Question

I draw a chord PQ of the circle with the centre A, which is not a diameter. I draw a perpendicular AM on PQ from A. I prove with reason that PM = MQ. [Let me prove it by drawing]​

Answer 1

Answer:

Given :

• AM is the perpendicular on the circle.

To Prove :

• PM = MQ

Construction :

• A, P and A, Q is joined.

Proof :

$\because$ AM $\perp$ PQ

∴ ∆APM and ∆AMQ are right angled triangle.

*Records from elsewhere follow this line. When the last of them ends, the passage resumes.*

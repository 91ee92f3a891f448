use crate::traits::{AdapterUsage, SourceAdapter};
use crate::types::{
    CandidateRecord, EducationEntry, ExperienceEntry, Field, FieldMap, FieldValue, Quality, Result, SourceKind,
};
use crate::utils::slugify;
use async_trait::async_trait;
use tracing::info;

const DEPARTMENTS: [&str; 6] = [
    "Computer Science",
    "Mechanical Engineering",
    "Electronics",
    "Civil Engineering",
    "Information Technology",
    "Electrical Engineering",
];

const LOCATIONS: [&str; 6] = [
    "Bangalore, India",
    "Mumbai, India",
    "Delhi, India",
    "Chennai, India",
    "Hyderabad, India",
    "Pune, India",
];

const SKILLS: [[&str; 6]; 6] = [
    ["Python", "Java", "Data Science", "Machine Learning", "SQL", "Git"],
    ["AutoCAD", "SolidWorks", "Manufacturing", "ANSYS", "CATIA", "Thermodynamics"],
    ["Circuit Design", "Embedded Systems", "IoT", "VLSI", "MATLAB", "PCB Design"],
    ["Structural Analysis", "Project Management", "Construction", "STAAD Pro", "Surveying", "Revit"],
    ["JavaScript", "React", "Node.js", "Cloud Computing", "Linux", "Networking"],
    ["Power Systems", "Control Systems", "PLC", "MATLAB", "Renewable Energy", "SCADA"],
];

const ROLES: [&str; 3] = ["Intern", "Trainee", "Project Assistant"];

/// Deterministic synthetic source for offline runs and tests.
///
/// Same inputs give the same records. No requests are issued. `offset` shifts
/// the generated sequence so two mock sources can feed one run without
/// colliding.
#[derive(Debug, Default)]
pub struct MockSource {
    offset: usize,
}

impl MockSource {
    pub fn new() -> Self {
        Self::default()
    }

    pub fn with_offset(offset: usize) -> Self {
        Self { offset }
    }

    fn record(&self, institution: &str, n: usize) -> Option<CandidateRecord> {
        let department = DEPARTMENTS[n % DEPARTMENTS.len()];
        let graduation_year = 2023 + (n % 3) as i32;
        let short_name = institution.split_whitespace().next().unwrap_or("College");
        let slug = slugify(short_name);
        let ordinal = n + 1;

        let skills: Vec<String> = SKILLS[n % SKILLS.len()]
            .iter()
            .take(3 + n % 4)
            .map(|s| s.to_string())
            .collect();

        let experience = vec![ExperienceEntry {
            title: format!("{} {}", department, ROLES[n % ROLES.len()]),
            company: format!("Tech Company {}", ordinal),
            duration: "3 months".to_string(),
            description: String::new(),
        }];

        let education = vec![EducationEntry {
            school: institution.trim().to_string(),
            degree: "Bachelor of Engineering".to_string(),
            field_of_study: department.to_string(),
            dates: format!("{} - {}", graduation_year - 4, graduation_year),
        }];

        let mut fields = FieldMap::new();
        fields.insert(Field::Name, FieldValue::Text(format!("Student {} {}", ordinal, short_name)));
        fields.insert(Field::College, FieldValue::text(institution.trim()));
        fields.insert(Field::Degree, FieldValue::text(department));
        fields.insert(Field::GraduationYear, FieldValue::Text(graduation_year.to_string()));
        fields.insert(Field::Location, FieldValue::text(LOCATIONS[n % LOCATIONS.len()]));
        fields.insert(
            Field::Headline,
            FieldValue::Text(format!("{} student at {} | Aspiring Engineer", department, institution.trim())),
        );
        fields.insert(
            Field::ProfileUrl,
            FieldValue::Text(format!("https://linkedin.com/in/student-{}-{}", slug, ordinal)),
        );
        fields.insert(Field::Connections, FieldValue::Count(100 + (n as u64) * 25));
        fields.insert(Field::Skills, FieldValue::List(skills));
        fields.insert(Field::Experience, FieldValue::Experience(experience));
        fields.insert(Field::Education, FieldValue::Education(education));

        CandidateRecord::from_fields(SourceKind::Mock, Quality::Medium, fields)
    }
}

#[async_trait]
impl SourceAdapter for MockSource {
    fn kind(&self) -> SourceKind {
        SourceKind::Mock
    }

    fn source_name(&self) -> String {
        "Mock".to_string()
    }

    async fn fetch(&self, query: &str, limit: usize) -> Result<Vec<CandidateRecord>> {
        let records: Vec<CandidateRecord> = (self.offset..self.offset + limit)
            .filter_map(|n| self.record(query, n))
            .collect();
        info!("Generated {} mock records for {}", records.len(), query);
        Ok(records)
    }

    fn usage(&self) -> AdapterUsage {
        AdapterUsage::default()
    }
}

In right angled triangle ∆APM and ∆AMQ

Hypotenuse AP = Hypotenuse AQ ( radius of the same circle )

AM is the common side

∴ ∆APM ≌ ∆AMQ ( R - H - S condition )

∴ PM = MQ ( Similar side of congruent triangles )

( PROVED )

Answer 2

EXPLANATION.

Draw a chord PQ of the circle with the center A.

Draw perpendicular AM on PQ from A.

As we know that,

PA = QA [ same hypotenuse].

AM ⊥ PQ. [Given].

In ΔAMP = AMQ.

M = Right angle = 90°.

We can write,

⇒ PQ = PM + MQ.

⇒ In ΔAMP,

⇒ AP² = AM² + PM².

⇒ In ΔAMQ,

⇒ AQ² = AM² + QM².

By the [R.H.S congruence].

⇒ ΔAMP ≅ ΔAMQ [ R.H.S].

⇒ PM = MQ. [ Same sides on triangle ].